I will probably never need the stuff, but like any insurance policy, sometimes you throw down a bet and win, sometimes you lose.
 
I tried the wood construction.. lasted for 5 years, which isn't bad, but with the price of wood these days it just doesn't make sense when I can get IBC totes for free all day long.

So here's what you do... Get on google earth and zoom into the industrial parks around your area.. Look in the back yards of the buildings and if they have a problem disposing of totes, you'll see rows and stacks of them. The tell tale sign is a white squarish blob with a black or red dot in the middle. (that's the cap)

Once you identify who has them, go say hello and tell them what you're doing.
HA HA HA - love it, great suggestion.
my wood totes are 20 years old, going strong, and cost nearly nothing for me, I have a band saw mill and rough cut the 2x lumber from my own trees, the rest I got from my work, free for the cost of picking it up. Alway the best solution! I process the firewood in a large covered area in the woods, and the totes are never in rain. Some of the first ones I put some wood preservative on the bases, but didn't need to. Siting on concrete floor under a roof they will last.
Years ago I tried to get the IBC but they seemed to have a deposit on them in this area, no-one would give them away, only if you paid for them!
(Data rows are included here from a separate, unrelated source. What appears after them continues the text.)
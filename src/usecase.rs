//! Application use cases: validation, authorization and repository calls
//! composed per request, independent of the HTTP layer.

use tracing::{debug, info};

use crate::auth::{self, AuthError};
use crate::error::ApiError;
use crate::models::*;
use crate::repo::{Repo, RepoError};
use crate::thread_detail::{format_thread_detail, ThreadDetail};

const THREAD_NOT_FOUND: &str = "thread tidak ditemukan";
const COMMENT_NOT_FOUND: &str = "komentar tidak ditemukan";
const REFRESH_TOKEN_NOT_FOUND: &str = "refresh token tidak ditemukan di database";

pub async fn register_user(repo: &dyn Repo, payload: RegisterUserRequest) -> Result<AddedUser, ApiError> {
    let reg = payload.validate()?;
    let password = auth::hash_password(reg.password).await?;
    let user = repo
        .create_user(NewUserRecord { username: reg.username, password, fullname: reg.fullname })
        .await
        .map_err(|e| match e {
            RepoError::Conflict => ApiError::BadRequest("username tidak tersedia".into()),
            other => other.into(),
        })?;
    info!(user_id = %user.id, "registered user");
    Ok(user.into())
}

pub async fn login(repo: &dyn Repo, payload: LoginRequest) -> Result<TokenPair, ApiError> {
    let (username, password) = payload.validate()?;
    let user = repo.find_user_by_username(&username).await.map_err(|e| match e {
        RepoError::NotFound => ApiError::BadRequest("username yang Anda masukkan salah".into()),
        other => other.into(),
    })?;
    if !auth::verify_password(password, user.password.clone()).await? {
        return Err(ApiError::Unauthorized("kredensial yang Anda masukkan salah".into()));
    }
    let access_token = auth::create_access_token(&user.id, &user.username)?;
    let refresh_token = auth::create_refresh_token(&user.id, &user.username)?;
    repo.add_refresh_token(&refresh_token).await?;
    Ok(TokenPair { access_token, refresh_token })
}

pub async fn refresh_access_token(repo: &dyn Repo, payload: RefreshTokenRequest) -> Result<AccessToken, ApiError> {
    let token = payload.validate()?;
    let claims = auth::decode_refresh_token(&token).map_err(|e| match e {
        AuthError::Token(_) => ApiError::BadRequest("refresh token tidak valid".into()),
        other => other.into(),
    })?;
    repo.verify_refresh_token(&token).await.map_err(|e| match e {
        RepoError::NotFound => ApiError::BadRequest(REFRESH_TOKEN_NOT_FOUND.into()),
        other => other.into(),
    })?;
    let access_token = auth::create_access_token(&claims.sub, &claims.username)?;
    Ok(AccessToken { access_token })
}

pub async fn logout(repo: &dyn Repo, payload: RefreshTokenRequest) -> Result<(), ApiError> {
    let token = payload.validate()?;
    repo.delete_refresh_token(&token).await.map_err(|e| match e {
        RepoError::NotFound => ApiError::BadRequest(REFRESH_TOKEN_NOT_FOUND.into()),
        other => other.into(),
    })
}

pub async fn add_thread(repo: &dyn Repo, payload: NewThread, owner: &str) -> Result<AddedThread, ApiError> {
    let new = payload.validate(owner)?;
    let thread = repo.create_thread(new).await.map_err(|e| ApiError::from_repo(e, "user tidak ditemukan"))?;
    info!(thread_id = %thread.id, owner, "created thread");
    Ok(thread.into())
}

pub async fn get_thread_detail(repo: &dyn Repo, thread_id: &str) -> Result<ThreadDetail, ApiError> {
    let rows = repo.thread_detail_rows(thread_id).await?;
    if rows.is_empty() {
        return Err(ApiError::NotFound(THREAD_NOT_FOUND.into()));
    }
    debug!(thread_id, rows = rows.len(), "aggregating thread detail");
    Ok(format_thread_detail(rows)?)
}

pub async fn add_comment(repo: &dyn Repo, payload: NewComment, thread_id: &str, owner: &str) -> Result<AddedComment, ApiError> {
    let new = payload.validate(thread_id, owner)?;
    repo.get_thread(thread_id).await.map_err(|e| ApiError::from_repo(e, THREAD_NOT_FOUND))?;
    let comment = repo.create_comment(new).await.map_err(|e| ApiError::from_repo(e, THREAD_NOT_FOUND))?;
    info!(comment_id = %comment.id, thread_id, owner, "created comment");
    Ok(comment.into())
}

pub async fn delete_comment(repo: &dyn Repo, thread_id: &str, comment_id: &str, owner: &str) -> Result<(), ApiError> {
    repo.get_thread(thread_id).await.map_err(|e| ApiError::from_repo(e, THREAD_NOT_FOUND))?;
    let comment = repo.get_comment(comment_id).await.map_err(|e| ApiError::from_repo(e, COMMENT_NOT_FOUND))?;
    if comment.thread_id != thread_id || comment.is_delete {
        return Err(ApiError::NotFound(COMMENT_NOT_FOUND.into()));
    }
    if comment.owner != owner {
        return Err(ApiError::Forbidden("Anda tidak berhak menghapus komentar ini".into()));
    }
    repo.soft_delete_comment(comment_id).await.map_err(|e| ApiError::from_repo(e, COMMENT_NOT_FOUND))?;
    info!(comment_id, thread_id, owner, "soft-deleted comment");
    Ok(())
}
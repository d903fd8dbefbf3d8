pub mod auth;
pub mod config;
pub mod error;
pub mod models;
pub mod openapi;
pub mod repo;
pub mod routes;
pub mod security;
pub mod thread_detail; // joined rows -> nested thread document
pub mod usecase;

// Re-export commonly used items for tests / external users
pub use routes::{config, AppState};
pub use security::SecurityHeaders;
pub use thread_detail::{format_thread_detail, ThreadDetail};
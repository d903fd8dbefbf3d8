use actix_web::dev::{Service, ServiceRequest, ServiceResponse, Transform};
use actix_web::http::header::{self, HeaderName, HeaderValue};
use actix_web::Error;
use futures_util::future::{ready, LocalBoxFuture, Ready};
use std::rc::Rc;

use crate::config::Config;

// The docs UI is the only HTML served; everything else is JSON.
const CSP: &str = "default-src 'self'; img-src 'self' data:; style-src 'self' 'unsafe-inline'; object-src 'none'; base-uri 'none'; frame-ancestors 'none'; form-action 'self'";
const HSTS: &str = "max-age=63072000; includeSubDomains";

const DEFAULT_HEADERS: &[(&str, &str)] = &[
    ("content-security-policy", CSP),
    ("referrer-policy", "no-referrer"),
    ("x-content-type-options", "nosniff"),
    ("x-frame-options", "DENY"),
];

/// Middleware adding security response headers unless a handler set them.
#[derive(Clone, Copy, Default)]
pub struct SecurityHeaders {
    pub enable_hsts: bool,
}

impl SecurityHeaders {
    pub fn from_config(cfg: &Config) -> Self {
        Self { enable_hsts: cfg.enable_hsts }
    }

    pub fn with_hsts(mut self, enable: bool) -> Self {
        self.enable_hsts = enable;
        self
    }
}

impl<S, B> Transform<S, ServiceRequest> for SecurityHeaders
where
    S: Service<ServiceRequest, Response = ServiceResponse<B>, Error = Error> + 'static,
    S::Future: 'static,
    B: 'static,
{
    type Response = ServiceResponse<B>;
    type Error = Error;
    type InitError = ();
    type Transform = SecurityHeadersMiddleware<S>;
    type Future = Ready<Result<Self::Transform, Self::InitError>>;

    fn new_transform(&self, service: S) -> Self::Future {
        ready(Ok(SecurityHeadersMiddleware { service: Rc::new(service), cfg: *self }))
    }
}

pub struct SecurityHeadersMiddleware<S> {
    service: Rc<S>,
    cfg: SecurityHeaders,
}

impl<S, B> Service<ServiceRequest> for SecurityHeadersMiddleware<S>
where
    S: Service<ServiceRequest, Response = ServiceResponse<B>, Error = Error> + 'static,
    S::Future: 'static,
    B: 'static,
{
    type Response = ServiceResponse<B>;
    type Error = Error;
    type Future = LocalBoxFuture<'static, Result<Self::Response, Self::Error>>;

    actix_web::dev::forward_ready!(service);

    fn call(&self, req: ServiceRequest) -> Self::Future {
        let svc = self.service.clone();
        let enable_hsts = self.cfg.enable_hsts;
        Box::pin(async move {
            let mut res = svc.call(req).await?;
            let headers = res.response_mut().headers_mut();
            for &(name, value) in DEFAULT_HEADERS {
                let name = HeaderName::from_static(name);
                if !headers.contains_key(&name) {
                    headers.insert(name, HeaderValue::from_static(value));
                }
            }
            if enable_hsts && !headers.contains_key(header::STRICT_TRANSPORT_SECURITY) {
                headers.insert(header::STRICT_TRANSPORT_SECURITY, HeaderValue::from_static(HSTS));
            }
            Ok(res)
        })
    }
}
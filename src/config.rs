use anyhow::{bail, Context};

use crate::auth::{ACCESS_TOKEN_KEY, REFRESH_TOKEN_KEY};

const MIN_KEY_LEN: usize = 32;

/// Server settings read from the environment.
#[derive(Debug, Clone)]
pub struct Config {
    pub host: String,
    pub port: u16,
    pub database_url: Option<String>,
    pub frontend_url: Option<String>,
    pub enable_hsts: bool,
}

impl Config {
    pub fn from_env() -> anyhow::Result<Self> {
        Self::from_lookup(|name| std::env::var(name).ok())
    }

    /// Token keys are read by `auth` on use; here they are only checked.
    pub fn from_lookup<F>(get: F) -> anyhow::Result<Self>
    where
        F: Fn(&str) -> Option<String>,
    {
        let mut missing = Vec::new();
        for var in [ACCESS_TOKEN_KEY, REFRESH_TOKEN_KEY] {
            match get(var) {
                None => missing.push(var),
                Some(v) if v.len() < MIN_KEY_LEN => bail!("{var} must be at least {MIN_KEY_LEN} characters long"),
                Some(_) => {}
            }
        }
        if !missing.is_empty() {
            bail!("missing required environment variables: {missing:?}");
        }
        if let Some(age) = get("ACCESS_TOKEN_AGE") {
            age.parse::<i64>().with_context(|| format!("ACCESS_TOKEN_AGE is not a number: {age}"))?;
        }

        let port = match get("PORT") {
            Some(p) => p.parse().with_context(|| format!("PORT is not a valid port: {p}"))?,
            None => 5000,
        };
        Ok(Self {
            host: get("HOST").unwrap_or_else(|| "0.0.0.0".to_string()),
            port,
            database_url: get("DATABASE_URL").filter(|s| !s.is_empty()),
            frontend_url: get("FRONTEND_URL").filter(|s| !s.is_empty()),
            enable_hsts: get("ENABLE_HSTS").map(|v| v == "1" || v.eq_ignore_ascii_case("true")).unwrap_or(false),
        })
    }
}
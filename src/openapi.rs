use crate::models::{
    AccessToken, AddedComment, AddedThread, AddedUser, LoginRequest, NewComment, NewThread, RefreshTokenRequest,
    RegisterUserRequest, TokenPair,
};
use crate::thread_detail::{CommentView, ThreadDetail};
use utoipa::OpenApi;

#[derive(OpenApi)]
#[openapi(
    paths(
        crate::routes::register_user,
        crate::routes::login,
        crate::routes::refresh_authentication,
        crate::routes::logout,
        crate::routes::create_thread,
        crate::routes::get_thread_detail,
        crate::routes::create_comment,
        crate::routes::delete_comment,
    ),
    components(schemas(
        RegisterUserRequest, AddedUser, LoginRequest, RefreshTokenRequest, TokenPair, AccessToken,
        NewThread, AddedThread, ThreadDetail, CommentView, NewComment, AddedComment
    )),
    tags(
        (name = "users", description = "User registration"),
        (name = "authentications", description = "Login, token refresh and logout"),
        (name = "threads", description = "Thread operations"),
        (name = "comments", description = "Comment operations"),
    )
)]
pub struct ApiDoc;

#[cfg(test)]
mod tests {
    use super::*;

    #[test]
    fn documents_every_route() {
        let doc = ApiDoc::openapi();
        let paths: Vec<_> = doc.paths.paths.keys().cloned().collect();
        for p in ["/users", "/authentications", "/threads", "/threads/{thread_id}", "/threads/{thread_id}/comments/{comment_id}"] {
            assert!(paths.iter().any(|k| k == p), "missing {p}");
        }
    }
}
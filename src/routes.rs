use std::sync::Arc;
use actix_web::{web, HttpRequest, HttpResponse};
use serde::Serialize;
use serde_json::json;

use crate::auth::Auth;
use crate::error::ApiError;
use crate::models::*;
use crate::repo::Repo;
use crate::thread_detail::ThreadDetail;
use crate::usecase;

pub fn config(cfg: &mut web::ServiceConfig) {
    cfg.app_data(json_config())
        .route("/", web::get().to(index))
        .service(web::resource("/users").route(web::post().to(register_user)))
        .service(
            web::resource("/authentications")
                .route(web::post().to(login))
                .route(web::put().to(refresh_authentication))
                .route(web::delete().to(logout)),
        )
        .service(web::resource("/threads").route(web::post().to(create_thread)))
        .service(web::resource("/threads/{thread_id}").route(web::get().to(get_thread_detail)))
        .service(web::resource("/threads/{thread_id}/comments").route(web::post().to(create_comment)))
        .service(
            web::resource("/threads/{thread_id}/comments/{comment_id}")
                .route(web::delete().to(delete_comment)),
        )
        .default_service(web::to(not_found));
}

/// Body deserialization failures become 400 `fail` envelopes.
fn json_config() -> web::JsonConfig {
    web::JsonConfig::default().error_handler(|err, _req| {
        tracing::debug!("rejected JSON payload: {err}");
        ApiError::BadRequest("tidak dapat memproses permintaan karena tipe data tidak sesuai".into()).into()
    })
}

#[derive(Clone)]
pub struct AppState { pub repo: Arc<dyn Repo> }

/// `{status: "success", message?, data?}` response envelope.
#[derive(Debug, Serialize)]
pub struct Success<T: Serialize> {
    pub status: &'static str,
    #[serde(skip_serializing_if = "Option::is_none")]
    pub message: Option<&'static str>,
    #[serde(skip_serializing_if = "Option::is_none")]
    pub data: Option<T>,
}

impl<T: Serialize> Success<T> {
    pub fn data(data: T) -> Self {
        Self { status: "success", message: None, data: Some(data) }
    }
}

impl Success<()> {
    pub fn empty() -> Self {
        Self { status: "success", message: None, data: None }
    }

    pub fn message(message: &'static str) -> Self {
        Self { status: "success", message: Some(message), data: None }
    }
}

pub async fn index() -> HttpResponse {
    HttpResponse::Ok().json(Success::message("Hello World! Forum API is running"))
}

async fn not_found(req: HttpRequest) -> Result<HttpResponse, ApiError> {
    tracing::debug!(path = req.path(), "no route matched");
    Err(ApiError::NotFound("resource tidak ditemukan".into()))
}

#[utoipa::path(
    post,
    path = "/users",
    tag = "users",
    request_body = RegisterUserRequest,
    responses(
        (status = 201, description = "User registered; `data.addedUser`", body = AddedUser),
        (status = 400, description = "Invalid payload or username taken")
    )
)]
pub async fn register_user(
    data: web::Data<AppState>,
    payload: web::Json<RegisterUserRequest>,
) -> Result<HttpResponse, ApiError> {
    let added_user = usecase::register_user(data.repo.as_ref(), payload.into_inner()).await?;
    Ok(HttpResponse::Created().json(Success::data(json!({ "addedUser": added_user }))))
}

#[utoipa::path(
    post,
    path = "/authentications",
    tag = "authentications",
    request_body = LoginRequest,
    responses(
        (status = 201, description = "Logged in; `data` holds both tokens", body = TokenPair),
        (status = 400, description = "Invalid payload or unknown username"),
        (status = 401, description = "Wrong password")
    )
)]
pub async fn login(
    data: web::Data<AppState>,
    payload: web::Json<LoginRequest>,
) -> Result<HttpResponse, ApiError> {
    let tokens = usecase::login(data.repo.as_ref(), payload.into_inner()).await?;
    Ok(HttpResponse::Created().json(Success::data(tokens)))
}

#[utoipa::path(
    put,
    path = "/authentications",
    tag = "authentications",
    request_body = RefreshTokenRequest,
    responses(
        (status = 200, description = "New access token", body = AccessToken),
        (status = 400, description = "Invalid or unknown refresh token")
    )
)]
pub async fn refresh_authentication(
    data: web::Data<AppState>,
    payload: web::Json<RefreshTokenRequest>,
) -> Result<HttpResponse, ApiError> {
    let token = usecase::refresh_access_token(data.repo.as_ref(), payload.into_inner()).await?;
    Ok(HttpResponse::Ok().json(Success::data(token)))
}

#[utoipa::path(
    delete,
    path = "/authentications",
    tag = "authentications",
    request_body = RefreshTokenRequest,
    responses(
        (status = 200, description = "Refresh token revoked"),
        (status = 400, description = "Unknown refresh token")
    )
)]
pub async fn logout(
    data: web::Data<AppState>,
    payload: web::Json<RefreshTokenRequest>,
) -> Result<HttpResponse, ApiError> {
    usecase::logout(data.repo.as_ref(), payload.into_inner()).await?;
    Ok(HttpResponse::Ok().json(Success::empty()))
}

#[utoipa::path(
    post,
    path = "/threads",
    tag = "threads",
    request_body = NewThread,
    responses(
        (status = 201, description = "Thread created; `data.addedThread`", body = AddedThread),
        (status = 400, description = "Invalid payload"),
        (status = 401, description = "Missing or invalid access token")
    )
)]
pub async fn create_thread(
    auth: Auth,
    data: web::Data<AppState>,
    payload: web::Json<NewThread>,
) -> Result<HttpResponse, ApiError> {
    let added_thread = usecase::add_thread(data.repo.as_ref(), payload.into_inner(), auth.user_id()).await?;
    Ok(HttpResponse::Created().json(Success::data(json!({ "addedThread": added_thread }))))
}

#[utoipa::path(
    get,
    path = "/threads/{thread_id}",
    tag = "threads",
    params(("thread_id" = String, Path, description = "Thread id")),
    responses(
        (status = 200, description = "Thread with its comments; `data.thread`", body = ThreadDetail),
        (status = 404, description = "Thread not found")
    )
)]
pub async fn get_thread_detail(
    data: web::Data<AppState>,
    path: web::Path<String>,
) -> Result<HttpResponse, ApiError> {
    let thread = usecase::get_thread_detail(data.repo.as_ref(), &path.into_inner()).await?;
    Ok(HttpResponse::Ok().json(Success::data(json!({ "thread": thread }))))
}

#[utoipa::path(
    post,
    path = "/threads/{thread_id}/comments",
    tag = "comments",
    params(("thread_id" = String, Path, description = "Thread id")),
    request_body = NewComment,
    responses(
        (status = 201, description = "Comment created; `data.addedComment`", body = AddedComment),
        (status = 400, description = "Invalid payload"),
        (status = 401, description = "Missing or invalid access token"),
        (status = 404, description = "Thread not found")
    )
)]
pub async fn create_comment(
    auth: Auth,
    data: web::Data<AppState>,
    path: web::Path<String>,
    payload: web::Json<NewComment>,
) -> Result<HttpResponse, ApiError> {
    let thread_id = path.into_inner();
    let added_comment =
        usecase::add_comment(data.repo.as_ref(), payload.into_inner(), &thread_id, auth.user_id()).await?;
    Ok(HttpResponse::Created().json(Success::data(json!({ "addedComment": added_comment }))))
}

#[utoipa::path(
    delete,
    path = "/threads/{thread_id}/comments/{comment_id}",
    tag = "comments",
    params(
        ("thread_id" = String, Path, description = "Thread id"),
        ("comment_id" = String, Path, description = "Comment id")
    ),
    responses(
        (status = 200, description = "Comment soft-deleted"),
        (status = 401, description = "Missing or invalid access token"),
        (status = 403, description = "Not the comment owner"),
        (status = 404, description = "Thread or comment not found")
    )
)]
pub async fn delete_comment(
    auth: Auth,
    data: web::Data<AppState>,
    path: web::Path<(String, String)>,
) -> Result<HttpResponse, ApiError> {
    let (thread_id, comment_id) = path.into_inner();
    usecase::delete_comment(data.repo.as_ref(), &thread_id, &comment_id, auth.user_id()).await?;
    Ok(HttpResponse::Ok().json(Success::message("Komentar berhasil dihapus")))
}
Maybe that has changed over time, but for me I have all the totes (thats what I call them) I need for my set up.
I built the totes 7 feet tall, so I can walk through them when set in rows. - The trick for this set up is to remove the backs as you go, and line up the totes. During the winter as a tote is empty, I can walk right through it to access the wood in the one right behind it. Works for my set up, I burn 5 full cords per winter (well maybe not this winter! been too warm) but normally I go through 15 totes, which I arrange in three rows of five. I don't bother moving empty ones during the winter, just in Spring.
 
Yup.. we keep a Radian 8048 inverter behind 3 layers of Faraday cage along with the Mate3 interface and FlexMax80 charge controller. I also keep a 2000 watt GoPower! inverter in there, a 600 watt unit, and anything else I think I might need to set power up again.

I will probably never need the stuff, but like any insurance policy, sometimes you throw down a bet and win, sometimes you lose.
Yup, and we can choose how much insurance to buy, I have a MPP 2724 that is very handy around the homestead. I can run with one or two PV panels and a DIY 24vDC LiFePO4 making it very easy to move around. I plan to use it in the green house and in summer for the RV camping. If I did like you have, and made a dedicated place to store it where it is protected, then I could have some level of "insurance" for just the cost of the layers. Can't really see any reason NOT to do it!
 
That's smart. Put them behind two layers of Faraday cage to be sure.

I keep an entire 5kW system behind three layers of steel, aluminum, aluminum, for a total attenuation of about -110db. We bought an OutBack Radian 8048, Outback charge controller, Mate3 programmer, and an extra 20 solar panels. All wrapped up along with a bunch of other stuff.

Its an insurance policy.
In practical terms, is that a 55 gallon drum then layers of aluminum foil and cardboard? I’m trying not to start from scratch. Thanks.
 
We don't have any spares for the big transformers and it takes 2 years to build one.

Also, CME would not be as bad as an EMP. CME only destroys things connected to the grid, whereas an EMP not only destroys things connected to the grid, it will also destroy things that are not connected to the grid.

After a CME, your generator will still work, your car will still work, your laptop will still work, tractors, utility vehicles, and everything else will still work. But an EMP will take out almost everything with a chip. Some cars will survive due to the natu of their computer systems from the vehicle's ignition system, but most other electronics will be fried, connected to the grid or not.
In practical terms, is that a 55 gallon drum then layers of aluminum foil and cardboard? I’m trying not to start from scratch. Thanks.